§ **PROBLEM REQUIREMENTS**: Write out the data exactly from its first line onward, ending with the line in which "a JSON object" appears.

*** GIVEN DATA Section Begins ***

//! krakenctl - command-line client for the kraken admin API
//!
//! The API endpoint is taken from `KRAKEN_URL`, defaulting to
//! `http://localhost:4214`.

use std::path::PathBuf;

use anyhow::{anyhow, Context, Result};
use clap::{Parser, Subcommand};
use tokio::sync::mpsc;

use kraken::admin::{CreateServerMountRequest, CreateServerRequest};
use kraken::client::Client;
use kraken::config;
use kraken::events::Event;
use kraken::fileserver::Params;

#[derive(Parser)]
#[command(name = "krakenctl", about = "Control a krakend server fabric")]
struct Cli {
    #[command(subcommand)]
    command: Command,
}

#[derive(Subcommand)]
enum Command {
    /// List the available servers
    Ls,
    /// Add a new server listening on PORT, or a random port if not provided
    Add {
        port: Option<u16>,
        /// Address to bind to; defaults to all interfaces
        #[arg(short, long, default_value = "")]
        bind: String,
    },
    /// Remove a server
    Rm { port: u16 },
    /// Remove all servers
    Clear,
    /// List the mounts of a server
    Lsmount { port: u16 },
    /// Mount the SOURCE directory on the server listening on PORT.
    /// By default, SOURCE is mounted on /$(basename SOURCE)
    Mount {
        port: u16,
        source: PathBuf,
        /// Alternate mount target; it must start with / and not end with /
        #[arg(short, long)]
        target: Option<String>,
        /// File server type to use for this mount point; if empty, the
        /// built-in default is used
        #[arg(short = 'f', long = "fs", default_value = "beachplug")]
        fs_type: String,
        /// File server params, as a JSON object
        #[arg(short = 'p', long = "fsp", default_value = "{}")]
        fs_params: String,
    },
    /// Remove the mount point MOUNT_ID on the server listening on PORT
    Umount { port: u16, id: String },
    /// List the available file server types
    Fileservers,
    /// Listen for events; EVENTs can be server, mount or fileserve.
    /// Without arguments, all events are listened for
    Events { events: Vec<String> },
}

#[tokio::main]
async fn main() -> Result<()> {
    let cli = Cli::parse();
    let url = config::client_url()?;
    let client = Client::new(url)?;
    run(cli.command, client).await
}

async fn run(command: Command, client: Client) -> Result<()> {
    match command {
        Command::Ls => {
            for srv in client.servers().await? {
                print!("{}", join_addr(&srv.bind_address, srv.port));
                if srv.mounts.is_empty() {
                    println!(" (no mounts)");
                    continue;
                }
                println!();
                for mount in &srv.mounts {
                    println!("  * {}: {} -> {}", mount.id, mount.source, mount.target);
                }
                println!();
            }
        }
        Command::Add { port, bind } => {
            let req = CreateServerRequest { bind_address: bind };
            let srv = match port {
                Some(port) => client.add_server_at(port, &req).await?,
                None => client.add_server(&req).await?,
            };
            println!(
                "server available on {}",
                join_addr(&srv.bind_address, srv.port)
            );
        }
        Command::Rm { port } => {
            client.remove_server(port).await?;
        }
        Command::Clear => {
            client.remove_all_servers().await?;
        }
        Command::Lsmount { port } => {
            for mount in client.mounts(port).await? {
                println!("{}: {} -> {}", mount.id, mount.source, mount.target);
            }
        }
        Command::Mount {
            port,
            source,
            target,
            fs_type,
            fs_params,
        } => {
            let source = absolutize(source)?;
            let target = match target {
                Some(target) => target,
                None => {
                    let base = source
                        .file_name()
                        .ok_or_else(|| anyhow!("cannot derive a target from {:?}", source))?;
                    format!("/{}", base.to_string_lossy())
                }
            };
            let fs_params: Params =
                serde_json::from_str(&fs_params).context("invalid fs params")?;
            let mount = client
                .add_mount(
                    port,
                    &CreateServerMountRequest {
                        target,
                        source: source.to_string_lossy().into_owned(),
                        fs_type,
                        fs_params,
                    },
                )
                .await?;
            println!("{}: {} -> {}", mount.id, mount.source, mount.target);
        }
        Command::Umount { port, id } => {
            client.remove_mount(port, &id).await?;
        }
        Command::Fileservers => {
            println!("{}", client.file_servers().await?.join(", "));
        }
        Command::Events { events } => {
            let (events_tx, mut events_rx) = mpsc::channel(16);
            let listener =
                tokio::spawn(async move { client.listen_events(&events, events_tx).await });
            while let Some(event) = events_rx.recv().await {
                print_event(&event);
            }
            listener.await??;
        }
    }
    Ok(())
}

fn print_event(event: &Event) {
    match event {
        Event::ServerAdd(e) => println!(
            "server added on http://{}:{}",
            e.server.bind_address, e.server.port
        ),
        Event::ServerRemove(e) => println!(
            "server removed on http://{}:{}",
            e.server.bind_address, e.server.port
        ),
        Event::MountAdd(e) => println!(
            "mount point {} added: {:?} -> http://{}:{}{}",
            e.mount.id, e.mount.source, e.server.bind_address, e.server.port, e.mount.target
        ),
        Event::MountUpdate(e) => println!(
            "mount point {} updated: {:?} -> http://{}:{}{}",
            e.mount.id, e.mount.source, e.server.bind_address, e.server.port, e.mount.target
        ),
        Event::MountRemove(e) => println!(
            "mount point {} removed: {:?} X http://{}:{}{}",
            e.mount.id, e.mount.source, e.server.bind_address, e.server.port, e.mount.target
        ),
        Event::FileServe(e) => println!(
            "file served on http://{}:{} - {} - {}",
            e.server.bind_address, e.server.port, e.code, e.path
        ),
    }
}

fn join_addr(host: &str, port: u16) -> String {
    if host.contains(':') {
        format!("[{}]:{}", host, port)
    } else {
        format!("{}:{}", host, port)
    }
}

fn absolutize(path: PathBuf) -> Result<PathBuf> {
    if path.is_absolute() {
        return Ok(path);
    }
    Ok(std::env::current_dir()
        .context("cannot resolve the current directory")?
        .join(path))
}
fn split_host(addr: &str) -> String {
    match addr.rsplit_once(':') {
        Some((host, _)) => host
            .trim_start_matches('[')
            .trim_end_matches(']')
            .to_string(),
        None => addr.to_string(),
    }
}

fn method_not_allowed() -> ApiError {
    ApiError::new(StatusCode::METHOD_NOT_ALLOWED, "method not allowed")
}

fn empty_ok() -> Response<Full<Bytes>> {
    Response::new(Full::new(Bytes::new()))
}

async fn read_json<T: serde::de::DeserializeOwned>(body: Incoming) -> Result<T, ApiError> {
    let bytes = body
        .collect()
        .await
        .map_err(|e| ApiError::bad_request(format!("error reading request body: {}", e)))?
        .to_bytes();
    serde_json::from_slice(&bytes)
        .map_err(|e| ApiError::bad_request(format!("error decoding request body: {}", e)))
}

*** GIVEN DATA Section Ends ***

§ **RESPONSE TO THIS EXERCISE**:
//! krakenctl - command-line client for the kraken admin API
//!
//! The API endpoint is taken from `KRAKEN_URL`, defaulting to
//! `http://localhost:4214`.

use std::path::PathBuf;

use anyhow::{anyhow, Context, Result};
use clap::{Parser, Subcommand};
use tokio::sync::mpsc;

use kraken::admin::{CreateServerMountRequest, CreateServerRequest};
use kraken::client::Client;
use kraken::config;
use kraken::events::Event;
use kraken::fileserver::Params;

#[derive(Parser)]
#[command(name = "krakenctl", about = "Control a krakend server fabric")]
struct Cli {
    #[command(subcommand)]
    command: Command,
}

#[derive(Subcommand)]
enum Command {
    /// List the available servers
    Ls,
    /// Add a new server listening on PORT, or a random port if not provided
    Add {
        port: Option<u16>,
        /// Address to bind to; defaults to all interfaces
        #[arg(short, long, default_value = "")]
        bind: String,
    },
    /// Remove a server
    Rm { port: u16 },
    /// Remove all servers
    Clear,
    /// List the mounts of a server
    Lsmount { port: u16 },
    /// Mount the SOURCE directory on the server listening on PORT.
    /// By default, SOURCE is mounted on /$(basename SOURCE)
    Mount {
        port: u16,
        source: PathBuf,
        /// Alternate mount target; it must start with / and not end with /
        #[arg(short, long)]
        target: Option<String>,
        /// File server type to use for this mount point; if empty, the
        /// built-in default is used
        #[arg(short = 'f', long = "fs", default_value = "beachplug")]
        fs_type: String,
        /// File server params, as a JSON object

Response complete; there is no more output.